[[ EXERCISE DATA, beginning ]]
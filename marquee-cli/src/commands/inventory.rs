use marquee_facility::types::InventoryItem;
use owo_colors::OwoColorize;
use owo_colors::Stream::Stdout;
use marquee_db::Connection;

use crate::cli_types::{InventoryAction, InventoryFields};
use crate::commands::{dash, require_cinema};
use crate::error::CliError;

pub(crate) fn run(conn: &Connection, action: InventoryAction) -> Result<(), CliError> {
    match action {
        InventoryAction::Add { cinema, fields } => {
            require_cinema(conn, cinema)?;
            let mut item = InventoryItem {
                id: 0,
                cinema_id: cinema,
                name: None,
                description: None,
                quantity: None,
                category: None,
                location: None,
                min_quantity: None,
                cost: None,
                supplier: None,
                notes: None,
                created_at: String::new(),
            };
            apply_fields(&mut item, fields);

            let id = marquee_db::insert_inventory_item(conn, &item)?;
            log::info!(
                "{} Item #{} '{}' added",
                "\u{2714}".if_supports_color(Stdout, |t| t.green()),
                id,
                dash(item.name.as_deref()),
            );
            Ok(())
        }

        InventoryAction::List { cinema } => {
            let items = marquee_db::inventory_for_cinema(conn, cinema)?;
            if items.is_empty() {
                log::info!("{}", "No stock items.".if_supports_color(Stdout, |t| t.dimmed()));
                return Ok(());
            }
            for item in &items {
                print_item(item);
            }
            Ok(())
        }

        InventoryAction::Edit { id, fields } => {
            let mut item = marquee_db::get_inventory_item(conn, id)?
                .ok_or_else(|| CliError::invalid(format!("Inventory item {id} not found")))?;
            apply_fields(&mut item, fields);
            marquee_db::update_inventory_item(conn, &item)?;
            log::info!(
                "{} Item #{} updated",
                "\u{2714}".if_supports_color(Stdout, |t| t.green()),
                id,
            );
            Ok(())
        }

        InventoryAction::Rm { id } => {
            marquee_db::remove_inventory_item(conn, id)?;
            log::info!(
                "{} Item #{} removed",
                "\u{2714}".if_supports_color(Stdout, |t| t.green()),
                id,
            );
            Ok(())
        }

        InventoryAction::LowStock { cinema } => {
            let items = marquee_db::low_stock_items(conn, cinema)?;
            if items.is_empty() {
                log::info!(
                    "{}",
                    "All items above minimum stock.".if_supports_color(Stdout, |t| t.dimmed()),
                );
                return Ok(());
            }
            log::info!(
                "{}",
                format!("{} item(s) at or below minimum:", items.len())
                    .if_supports_color(Stdout, |t| t.bold()),
            );
            for item in &items {
                log::info!(
                    "  {} #{:<4} {:<24} {} on hand (min {})",
                    "\u{26A0}".if_supports_color(Stdout, |t| t.yellow()),
                    item.id,
                    dash(item.name.as_deref()),
                    item.quantity.unwrap_or(0),
                    item.min_quantity.unwrap_or(0),
                );
            }
            Ok(())
        }
    }
}

fn apply_fields(item: &mut InventoryItem, fields: InventoryFields) {
    if let Some(v) = fields.name {
        item.name = Some(v);
    }
    if let Some(v) = fields.description {
        item.description = Some(v);
    }
    if let Some(v) = fields.quantity {
        item.quantity = Some(v);
    }
    if let Some(v) = fields.category {
        item.category = Some(v);
    }
    if let Some(v) = fields.location {
        item.location = Some(v);
    }
    if let Some(v) = fields.min_quantity {
        item.min_quantity = Some(v);
    }
    if let Some(v) = fields.cost {
        item.cost = Some(v);
    }
    if let Some(v) = fields.supplier {
        item.supplier = Some(v);
    }
    if let Some(v) = fields.notes {
        item.notes = Some(v);
    }
}

fn print_item(item: &InventoryItem) {
    let marker = if marquee_facility::is_low_stock(item) {
        format!("{} ", "\u{26A0}".if_supports_color(Stdout, |t| t.yellow()))
    } else {
        "  ".to_string()
    };
    log::info!(
        "{}#{:<4} {:<24} qty {:<5} min {:<5} {}",
        marker,
        item.id,
        dash(item.name.as_deref()),
        item.quantity.unwrap_or(0),
        item.min_quantity.unwrap_or(0),
        dash(item.category.as_deref()).if_supports_color(Stdout, |t| t.dimmed()),
    );
}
[[ EXERCISE DATA, end ]]
**WHAT YOU SHOULD DO**: All lines of the data that hold "InventoryItem" need to be copied.

**SOLUTION**:
use marquee_facility::types::InventoryItem;
            let mut item = InventoryItem {
fn apply_fields(item: &mut InventoryItem, fields: InventoryFields) {
fn print_item(item: &InventoryItem) {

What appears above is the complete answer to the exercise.